Patients received at least one IV dose of 3 mg/kg nivolumab on days 1 and 14 of a 28-day cycle.

Researchers monitored patients for treatment efficacy, toxicity and for any effects on immune function. They also measured PD-L1 expression retrospectively.

The median follow-up at the time of analysis was 3.5 months.

Five patients (62.5%) achieved a response, which included one complete remission and four partial remissions. The other three patients had stable disease.

Researchers observed low PD-L1 expression in three of four patients with available data.

Seventy-five percent of patients had preserved CD4 count — CD4 count was a median of 297.5 (range, 83-755) at baseline and 378 (range, 142-603) after therapy initiation — and undetectable HIV viral load. Median HIV viral load was 20.5 copies/mL (range, 0-116,706) at baseline and 64 copies/mL (range, 0-1,390,000) posttherapy.

Commonly observed adverse events included fatigue, gastrointestinal discomfort, pruritis and onycholysis. No grade 2 or higher toxicities occurred, and no patients discontinued treatment.

Researchers observed overall improvement in CD4 counts (median, 297.5 vs. 378).

Reference:

Galanina N, et al. Abstract 63. Presented at: ASCO-SITC Clinical Immuno-Oncology Symposium; Jan. 25-27, 2018; San Francisco.

Disclosures: Galanina reports no relevant financial disclosures. One author reports consultant/advisory roles with Actuate Therapeutics, Loxo and Sequenom; stock and other ownership interest in CureMatch; and research funding from Foundation Medicine, Genentech, Guardant Health, Incyte, Merck Serono, Pfizer and Sequenom.

Perspective

Seth M. Pollack, MD

This is an important study because it demonstrates PD-1 blockade can be an option for patients with refractory Kaposi sarcoma, even for patients with low CD4 counts. This will have rapid clinical impact. Kaposi sarcoma is a very rare disease and can be very difficult to treat, and this will give us a new therapeutic option for these patients.

Although the treatment was well tolerated, this remains a strategy for refractory patients. The most important aspect in managing Kaposi sarcoma remains controlling a patient’s underlying HIV when appropriate. Standard chemotherapy options like liposomal doxorubicin remain the first choice. However, for refractory patients, or for patients unable to tolerate chemotherapy, PD-1 blockade is a good choice.

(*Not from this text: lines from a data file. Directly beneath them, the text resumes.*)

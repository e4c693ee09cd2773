use leptos::prelude::*;
use leptos::task::spawn_local;

use crate::system::auth::{api, context::use_auth, context::AuthState, storage};

#[component]
pub fn LoginPage() -> impl IntoView {
    let (username, set_username) = signal(String::new());
    let (password, set_password) = signal(String::new());
    let (error_message, set_error_message) = signal(Option::<String>::None);
    let (is_loading, set_is_loading) = signal(false);

    let (_, set_auth_state) = use_auth();

    let on_submit = move |ev: leptos::ev::SubmitEvent| {
        ev.prevent_default();

        let username_val = username.get();
        let password_val = password.get();

        set_is_loading.set(true);
        set_error_message.set(None);

        spawn_local(async move {
            match api::login(username_val, password_val).await {
                Ok(response) => {
                    storage::save_access_token(&response.access_token);
                    storage::save_refresh_token(&response.refresh_token);

                    // flipping the state switches the shell to MainLayout
                    set_auth_state.set(AuthState {
                        access_token: Some(response.access_token),
                        user_info: Some(response.user),
                    });
                    set_is_loading.set(false);
                }
                Err(e) => {
                    set_error_message.set(Some(format!("로그인 실패: {}", e)));
                    set_is_loading.set(false);
                }
            }
        });
    };

    view! {
        <div class="login-container">
            <div class="login-box">
                <h1>"창업지원 포털"</h1>
                <h2>"로그인"</h2>

                <Show when=move || error_message.get().is_some()>
                    <div class="error-message">
                        {move || error_message.get().unwrap_or_default()}
                    </div>
                </Show>

                <form on:submit=on_submit>
                    <div class="form-group">
                        <label for="username">"아이디"</label>
                        <input
                            type="text"
                            id="username"
                            value=move || username.get()
                            on:input=move |ev| set_username.set(event_target_value(&ev))
                            required
                            disabled=move || is_loading.get()
                        />
                    </div>

                    <div class="form-group">
                        <label for="password">"비밀번호"</label>
                        <input
                            type="password"
                            id="password"
                            value=move || password.get()
                            on:input=move |ev| set_password.set(event_target_value(&ev))
                            required
                            disabled=move || is_loading.get()
                        />
                    </div>

                    <button
                        type="submit"
                        class="btn-primary"
                        disabled=move || is_loading.get()
                    >
                        {move || if is_loading.get() { "로그인 중..." } else { "로그인" }}
                    </button>
                </form>
            </div>
        </div>
    }
}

In the future, it will be important to look at PD-1 blockade in the context of other treatment strategies. Because PD-1 blockade is generally very well tolerated, it may ultimately make sense to move it up into the front lines of treatments for Kaposi sarcoma.

Seth M. Pollack, MD

Fred Hutchinson Cancer Research Center

Seattle Cancer Care Alliance

Disclosures: Pollack reports consultant roles with Amgen, Eli Lilly and Nectar, and research support from EMD Serono, Epizyme, Immune Design, Karyopharm, Merck and Presage.